# YOUR GOAL:
Beginning with the first line, please repeat the entries exactly and end on the line that contains "#[derive(Debug, Clone, PartialEq, Eq)]".

Saved data entries:
- Opening Delimiter -
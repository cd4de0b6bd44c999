//! Schedules: immutable permutation values over job ids.

use std::ops::Index;

use crate::precedence::PrecedenceGraph;

/// Identifies a job. Job ids are positive and contiguous: `1..=n`.
///
/// Attribute arrays are indexed by `id - 1`.
pub type JobId = usize;

/// An ordered processing sequence: a permutation of the job ids `1..=n`.
///
/// Schedules are value objects. Every proposed move builds a new
/// `Schedule` (see [`Schedule::swapped`]); search engines rebind their
/// current schedule only on acceptance, so a schedule handed out in a
/// checkpoint can never be mutated behind the consumer's back.
#[derive(Debug, Clone, PartialEq, Eq)]
#[cfg_attr(feature = "serde", derive(serde::Serialize, serde::Deserialize))]
pub struct Schedule(Vec<JobId>);

impl Schedule {
    /// Wraps an ordered job sequence.
    pub fn new(jobs: Vec<JobId>) -> Self {
        Schedule(jobs)
    }

    /// Number of positions (equals the number of jobs).
    pub fn len(&self) -> usize {
        self.0.len()
    }

    /// True for the zero-job schedule.
    pub fn is_empty(&self) -> bool {
        self.0.is_empty()
    }

    /// The job ids in processing order.
    pub fn jobs(&self) -> &[JobId] {
        &self.0
    }

    /// Returns a new schedule with the jobs at positions `i` and `j`
    /// exchanged.
    pub fn swapped(&self, i: usize, j: usize) -> Schedule {
        let mut jobs = self.0.clone();
        jobs.swap(i, j);
        Schedule(jobs)
    }

    /// True iff the sequence contains every id in `1..=n` exactly once.
    pub fn is_permutation(&self) -> bool {
        let n = self.0.len();
        let mut seen = vec![false; n];
        self.0.iter().all(|&job| {
            (1..=n).contains(&job) && !std::mem::replace(&mut seen[job - 1], true)
        })
    }

    /// True iff no job is scheduled after a job it must precede.
    ///
    /// This is the full pairwise characterization: for every pair of
    /// positions `i < j`, the job at `j` does not precede the job at `i`.
    pub fn respects(&self, graph: &PrecedenceGraph) -> bool {
        let n = self.0.len();
        for i in 0..n {
            for j in (i + 1)..n {
                if graph.precedes(self.0[j], self.0[i]) {
                    return false;
                }
            }
        }
        true
    }
}

impl From<Vec<JobId>> for Schedule {
    fn from(jobs: Vec<JobId>) -> Self {
        Schedule::new(jobs)
    }
}

impl Index<usize> for Schedule {
    type Output = JobId;

    fn index(&self, position: usize) -> &JobId {
        &self.0[position]
    }
}
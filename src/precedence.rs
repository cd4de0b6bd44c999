//! Transitively closed precedence relation over job ids.
//!
//! The graph records direct "must precede" edges and maintains the full
//! transitive closure incrementally, so `precedes` is a set lookup rather
//! than a traversal. Once built from instance data the graph is read-only
//! and may be shared across concurrent searches.

use std::collections::{BTreeSet, HashMap, HashSet, VecDeque};

use crate::error::CycleError;
use crate::schedule::JobId;

/// A directed acyclic "must occur before" relation, transitively closed.
///
/// Adding an edge that would close a cycle fails with [`CycleError`] and
/// leaves the graph unchanged. After every successful insertion the
/// closure is complete: `precedes(a, b) && precedes(b, c)` implies
/// `precedes(a, c)`.
#[derive(Debug, Clone, Default)]
pub struct PrecedenceGraph {
    /// For each job, the set of jobs that must come before it.
    ancestors: HashMap<JobId, HashSet<JobId>>,
    /// For each job, the set of jobs that must come after it.
    descendants: HashMap<JobId, HashSet<JobId>>,
    /// Direct edges in insertion order.
    edges: Vec<(JobId, JobId)>,
    nodes: BTreeSet<JobId>,
}

impl PrecedenceGraph {
    /// An empty relation (every schedule is valid under it).
    pub fn new() -> Self {
        Self::default()
    }

    /// Builds a graph from direct edges, in order.
    ///
    /// The first edge that would close a cycle aborts construction.
    pub fn from_edges(
        edges: impl IntoIterator<Item = (JobId, JobId)>,
    ) -> Result<Self, CycleError> {
        let mut graph = Self::new();
        for (parent, child) in edges {
            graph.add_edge(parent, child)?;
        }
        Ok(graph)
    }

    /// Records that `parent` must precede `child` and propagates the
    /// transitive closure to a fixed point.
    ///
    /// Since the relation is already closed before the call, the edge
    /// closes a cycle exactly when `child` is known to precede `parent`
    /// (or the edge is a self-loop); in that case nothing is modified.
    pub fn add_edge(&mut self, parent: JobId, child: JobId) -> Result<(), CycleError> {
        if parent == child || self.precedes(child, parent) {
            return Err(CycleError { parent, child });
        }

        self.nodes.insert(parent);
        self.nodes.insert(child);
        self.edges.push((parent, child));

        // Worklist fixed point instead of per-pair recursion: each new
        // pair (p, c) pulls in p's ancestors and c's descendants until
        // the closure stabilizes.
        let mut pending = VecDeque::new();
        pending.push_back((parent, child));
        while let Some((p, c)) = pending.pop_front() {
            if !self.ancestors.entry(c).or_default().insert(p) {
                continue;
            }
            self.descendants.entry(p).or_default().insert(c);
            if let Some(grandparents) = self.ancestors.get(&p) {
                for &gp in grandparents {
                    pending.push_back((gp, c));
                }
            }
            if let Some(grandchildren) = self.descendants.get(&c) {
                for &gc in grandchildren {
                    pending.push_back((p, gc));
                }
            }
        }
        Ok(())
    }

    /// True iff `a` must occur before `b`, directly or transitively.
    pub fn precedes(&self, a: JobId, b: JobId) -> bool {
        self.ancestors.get(&b).is_some_and(|set| set.contains(&a))
    }

    /// Jobs mentioned by at least one edge, in ascending order.
    pub fn nodes(&self) -> impl Iterator<Item = JobId> + '_ {
        self.nodes.iter().copied()
    }

    /// Direct edges in insertion order (closure pairs are not listed).
    pub fn edges(&self) -> &[(JobId, JobId)] {
        &self.edges
    }
}
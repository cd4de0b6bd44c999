//! Single-machine job sequencing under precedence constraints.
//!
//! Minimizes total weighted tardiness over permutation schedules with
//! two local-search metaheuristics:
//!
//! - **Tabu Search (TS)**: deterministic adjacent-swap exploration with
//!   a bounded tabu list, a gamma degradation threshold and an
//!   aspiration override.
//! - **RVNS**: randomized variable neighborhood search that shakes the
//!   incumbent at increasing distance, optionally refining each shaken
//!   candidate with an embedded Tabu Search.
//!
//! Both engines consume the same inputs (an initial permutation
//! schedule, per-job attribute arrays in an [`instance::Instance`] and
//! a transitively closed precedence DAG, the
//! [`precedence::PrecedenceGraph`]) and implement the shared
//! [`search::SearchEngine`] capability, returning the best schedule,
//! its cost and a checkpoint log of every strict improvement.
//!
//! Loading instance files, rendering the precedence graph and CLI
//! plumbing are left to consumers; this crate is the search core only.
//!
//! # Example
//!
//! ```
//! use tardiness_search::instance::Instance;
//! use tardiness_search::precedence::PrecedenceGraph;
//! use tardiness_search::schedule::Schedule;
//! use tardiness_search::search::SearchEngine;
//! use tardiness_search::tabu::{TabuConfig, TabuSearch};
//!
//! let instance = Instance::new(
//!     vec![10.0, 10.0, 13.0, 4.0], // processing times
//!     vec![4.0, 2.0, 1.0, 12.0],   // due dates
//!     vec![14.0, 12.0, 1.0, 12.0], // weights
//! )?;
//! let graph = PrecedenceGraph::new();
//! let engine = TabuSearch::new(
//!     TabuConfig::default()
//!         .with_max_iterations(3)
//!         .with_tabu_len(2)
//!         .with_gamma(100.0),
//! );
//!
//! let outcome = engine.search(&Schedule::new(vec![2, 1, 4, 3]), &instance, &graph)?;
//! assert_eq!(outcome.schedule.jobs(), &[1, 4, 2, 3]);
//! assert_eq!(outcome.cost, 408.0);
//! # Ok::<(), tardiness_search::error::InvariantViolation>(())
//! ```

pub mod error;
pub mod instance;
pub mod precedence;
pub mod rvns;
pub mod schedule;
pub mod search;
pub mod tabu;
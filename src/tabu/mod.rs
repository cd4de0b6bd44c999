//! Tabu Search (TS).
//!
//! A deterministic single-solution trajectory metaheuristic exploring
//! adjacent-swap moves. Short-term memory (the tabu list) forbids
//! recently reversed swaps, preventing cycling; the aspiration criterion
//! overrides the list whenever a move yields a new global best. The scan
//! over adjacent positions is cyclic and resumes after the last
//! performed swap, so every pair is revisited fairly.
//!
//! # References
//!
//! - Glover, F. (1989). "Tabu Search—Part I", *ORSA Journal on Computing* 1(3), 190-206.
//! - Glover, F. (1990). "Tabu Search—Part II", *ORSA Journal on Computing* 2(1), 4-32.

mod config;
mod runner;
mod types;

pub use config::TabuConfig;
pub use runner::TabuSearch;
pub use types::TabuList;
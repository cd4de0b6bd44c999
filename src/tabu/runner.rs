//! Tabu Search execution engine.
//!
//! # Algorithm
//!
//! 1. Start from the caller's initial schedule (`current = best`).
//! 2. At each iteration, scan adjacent positions cyclically from the
//!    position after the last performed swap.
//! 3. Take the first admissible swap: one that yields a new global best
//!    (aspiration), or whose degradation stays under `gamma` and whose
//!    job pair is not on the tabu list. Swaps that would invert a
//!    required precedence are never considered.
//! 4. Record the swapped pair on the tabu list (oldest evicted at
//!    capacity `L`), checkpoint on strict best improvement.
//! 5. Stop after the iteration budget `K`, or as soon as a full scan
//!    finds no admissible swap.
//!
//! # Reference
//!
//! Glover, F. (1989). "Tabu Search—Part I", *ORSA Journal on Computing* 1(3), 190-206.
//! Glover, F. (1990). "Tabu Search—Part II", *ORSA Journal on Computing* 2(1), 4-32.

use log::{debug, trace};

use super::config::TabuConfig;
use super::types::TabuList;
use crate::error::InvariantViolation;
use crate::instance::Instance;
use crate::precedence::PrecedenceGraph;
use crate::schedule::Schedule;
use crate::search::{validate_inputs, Checkpoint, SearchEngine, SearchOutcome};

/// Deterministic adjacent-swap Tabu Search.
///
/// The scan order is fully determined by the inputs: no randomness is
/// involved, so two runs on the same inputs produce the same outcome.
#[derive(Debug, Clone)]
pub struct TabuSearch {
    config: TabuConfig,
}

impl TabuSearch {
    /// Creates an engine with the given configuration.
    pub fn new(config: TabuConfig) -> Self {
        TabuSearch { config }
    }

    /// The engine's configuration.
    pub fn config(&self) -> &TabuConfig {
        &self.config
    }
}

impl SearchEngine for TabuSearch {
    fn search(
        &self,
        initial: &Schedule,
        instance: &Instance,
        graph: &PrecedenceGraph,
    ) -> Result<SearchOutcome, InvariantViolation> {
        let n = validate_inputs(initial, instance)?;
        let budget = self.config.max_iterations;
        let gamma = self.config.gamma;

        let mut current = initial.clone();
        let mut current_cost = instance.total_weighted_tardiness(&current);
        let mut best = current.clone();
        let mut best_cost = current_cost;
        let mut tabu_list = TabuList::new(self.config.tabu_len);
        let mut checkpoints = Vec::new();
        let mut last_swap_index = 0;
        let mut k = 0;

        // With fewer than two jobs there is no adjacent pair to swap.
        'search: while k <= budget && n >= 2 {
            debug!("k={} current_cost={} best_cost={}", k, current_cost, best_cost);
            trace!(
                "current={:?} best={:?} tabu={:?}",
                current, best, tabu_list
            );

            let mut i = last_swap_index;
            loop {
                let front = current[i];
                let back = current[i + 1];
                // The swap reorders only this pair; it is invalid exactly
                // when `front` is required to come before `back`.
                if !graph.precedes(front, back) {
                    let candidate = current.swapped(i, i + 1);
                    let candidate_cost = instance.total_weighted_tardiness(&candidate);
                    let delta = current_cost - candidate_cost;
                    let aspiration = candidate_cost < best_cost;
                    if aspiration || (delta > -gamma && !tabu_list.contains(front, back)) {
                        tabu_list.push(front, back);
                        if candidate_cost < best_cost {
                            best = candidate.clone();
                            best_cost = candidate_cost;
                            checkpoints.push(Checkpoint {
                                schedule: best.clone(),
                                cost: best_cost,
                                iteration: k,
                                neighborhood: None,
                            });
                            debug!("improved best to {} (k={})", best_cost, k);
                        }
                        current = candidate;
                        current_cost = candidate_cost;
                        last_swap_index = (i + 1) % (n - 1);
                        k += 1;
                        continue 'search;
                    }
                }
                i = (i + 1) % (n - 1);
                if i == last_swap_index {
                    // Full scan without an admissible swap: exhausted.
                    debug!("no admissible swap left, terminating at k={}", k);
                    break 'search;
                }
            }
        }

        checkpoints.push(Checkpoint {
            schedule: best.clone(),
            cost: best_cost,
            iteration: budget,
            neighborhood: None,
        });
        Ok(SearchOutcome {
            schedule: best,
            cost: best_cost,
            checkpoints,
        })
    }
}

#[cfg(test)]
mod tests {
    use super::*;

    fn sheet_instance_a() -> Instance {
        Instance::new(
            vec![10.0, 10.0, 13.0, 4.0],
            vec![4.0, 2.0, 1.0, 12.0],
            vec![14.0, 12.0, 1.0, 12.0],
        )
        .unwrap()
    }

    fn sheet_instance_b() -> Instance {
        Instance::new(
            vec![16.0, 11.0, 4.0, 8.0],
            vec![1.0, 2.0, 7.0, 9.0],
            vec![3.0, 4.0, 5.0, 7.0],
        )
        .unwrap()
    }

    #[test]
    fn test_sheet_a_best_schedule() {
        let engine = TabuSearch::new(
            TabuConfig::default()
                .with_max_iterations(3)
                .with_tabu_len(2)
                .with_gamma(100.0),
        );
        let outcome = engine
            .search(
                &Schedule::new(vec![2, 1, 4, 3]),
                &sheet_instance_a(),
                &PrecedenceGraph::new(),
            )
            .unwrap();

        assert_eq!(outcome.schedule, Schedule::new(vec![1, 4, 2, 3]));
        assert_eq!(outcome.cost, 408.0);
        assert_eq!(
            outcome.checkpoints,
            vec![
                Checkpoint {
                    schedule: Schedule::new(vec![1, 2, 4, 3]),
                    cost: 480.0,
                    iteration: 0,
                    neighborhood: None,
                },
                Checkpoint {
                    schedule: Schedule::new(vec![1, 4, 2, 3]),
                    cost: 408.0,
                    iteration: 1,
                    neighborhood: None,
                },
                Checkpoint {
                    schedule: Schedule::new(vec![1, 4, 2, 3]),
                    cost: 408.0,
                    iteration: 3,
                    neighborhood: None,
                },
            ]
        );
    }

    #[test]
    fn test_sheet_b_best_schedule() {
        let engine = TabuSearch::new(
            TabuConfig::default()
                .with_max_iterations(4)
                .with_tabu_len(2)
                .with_gamma(20.0),
        );
        let outcome = engine
            .search(
                &Schedule::new(vec![4, 2, 1, 3]),
                &sheet_instance_b(),
                &PrecedenceGraph::new(),
            )
            .unwrap();

        assert_eq!(outcome.schedule, Schedule::new(vec![3, 4, 2, 1]));
        assert_eq!(outcome.cost, 219.0);
        let trail: Vec<(f64, usize)> = outcome
            .checkpoints
            .iter()
            .map(|c| (c.cost, c.iteration))
            .collect();
        assert_eq!(
            trail,
            vec![(262.0, 0), (223.0, 1), (219.0, 2), (219.0, 4)]
        );
    }

    #[test]
    fn test_checkpoint_costs_never_increase() {
        let instance = sheet_instance_b();
        let initial = Schedule::new(vec![4, 2, 1, 3]);
        let initial_cost = instance.total_weighted_tardiness(&initial);
        let engine = TabuSearch::new(
            TabuConfig::default()
                .with_max_iterations(50)
                .with_tabu_len(2)
                .with_gamma(20.0),
        );
        let outcome = engine
            .search(&initial, &instance, &PrecedenceGraph::new())
            .unwrap();

        assert!(outcome.cost <= initial_cost);
        for pair in outcome.checkpoints.windows(2) {
            assert!(pair[1].cost <= pair[0].cost);
        }
        assert!(outcome.checkpoints.iter().all(|c| c.cost <= initial_cost));
    }

    #[test]
    fn test_terminates_when_only_swap_is_forbidden() {
        let graph = PrecedenceGraph::from_edges([(1, 2)]).unwrap();
        let instance = Instance::new(vec![5.0, 1.0], vec![0.0, 0.0], vec![1.0, 1.0]).unwrap();
        let engine = TabuSearch::new(TabuConfig::default().with_max_iterations(10));
        let outcome = engine
            .search(&Schedule::new(vec![1, 2]), &instance, &graph)
            .unwrap();

        // The single adjacent swap would invert 1 -> 2, so the search
        // exhausts immediately; only the terminal checkpoint remains.
        assert_eq!(outcome.schedule, Schedule::new(vec![1, 2]));
        assert_eq!(outcome.cost, 11.0);
        assert_eq!(
            outcome.checkpoints,
            vec![Checkpoint {
                schedule: Schedule::new(vec![1, 2]),
                cost: 11.0,
                iteration: 10,
                neighborhood: None,
            }]
        );
    }

    #[test]
    fn test_precedence_chain_is_never_violated() {
        let graph = PrecedenceGraph::from_edges([(1, 2), (2, 3)]).unwrap();
        let initial = Schedule::new(vec![1, 2, 4, 3]);
        assert!(initial.respects(&graph));

        let engine = TabuSearch::new(
            TabuConfig::default()
                .with_max_iterations(5)
                .with_tabu_len(2)
                .with_gamma(100.0),
        );
        let outcome = engine
            .search(&initial, &sheet_instance_a(), &graph)
            .unwrap();

        assert_eq!(outcome.schedule, Schedule::new(vec![1, 4, 2, 3]));
        assert_eq!(outcome.cost, 408.0);
        assert!(outcome.schedule.respects(&graph));
        assert!(outcome.checkpoints.iter().all(|c| c.schedule.respects(&graph)));
    }

    #[test]
    fn test_single_job_schedule_is_returned_as_is() {
        let instance = Instance::new(vec![3.0], vec![1.0], vec![2.0]).unwrap();
        let engine = TabuSearch::new(TabuConfig::default().with_max_iterations(7));
        let outcome = engine
            .search(&Schedule::new(vec![1]), &instance, &PrecedenceGraph::new())
            .unwrap();

        assert_eq!(outcome.schedule, Schedule::new(vec![1]));
        assert_eq!(outcome.cost, 4.0);
        assert_eq!(outcome.checkpoints.len(), 1);
        assert_eq!(outcome.checkpoints[0].iteration, 7);
    }

    #[test]
    fn test_entry_validation() {
        let instance = sheet_instance_a();
        let engine = TabuSearch::new(TabuConfig::default());
        assert_eq!(
            engine.search(&Schedule::new(vec![1, 2, 3]), &instance, &PrecedenceGraph::new()),
            Err(InvariantViolation::ScheduleLength { schedule: 3, jobs: 4 })
        );
        assert_eq!(
            engine.search(
                &Schedule::new(vec![1, 2, 2, 4]),
                &instance,
                &PrecedenceGraph::new()
            ),
            Err(InvariantViolation::NotAPermutation)
        );
    }
}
- Closing Delimiter -
# COMPLETED TASK:
repository cd4de0b6bd44c999
//! Schedules: immutable permutation values over job ids.

use std::ops::Index;

use crate::precedence::PrecedenceGraph;

/// Identifies a job. Job ids are positive and contiguous: `1..=n`.
///
/// Attribute arrays are indexed by `id - 1`.
pub type JobId = usize;

/// An ordered processing sequence: a permutation of the job ids `1..=n`.
///
/// Schedules are value objects. Every proposed move builds a new
/// `Schedule` (see [`Schedule::swapped`]); search engines rebind their
/// current schedule only on acceptance, so a schedule handed out in a
/// checkpoint can never be mutated behind the consumer's back.
#[derive(Debug, Clone, PartialEq, Eq)]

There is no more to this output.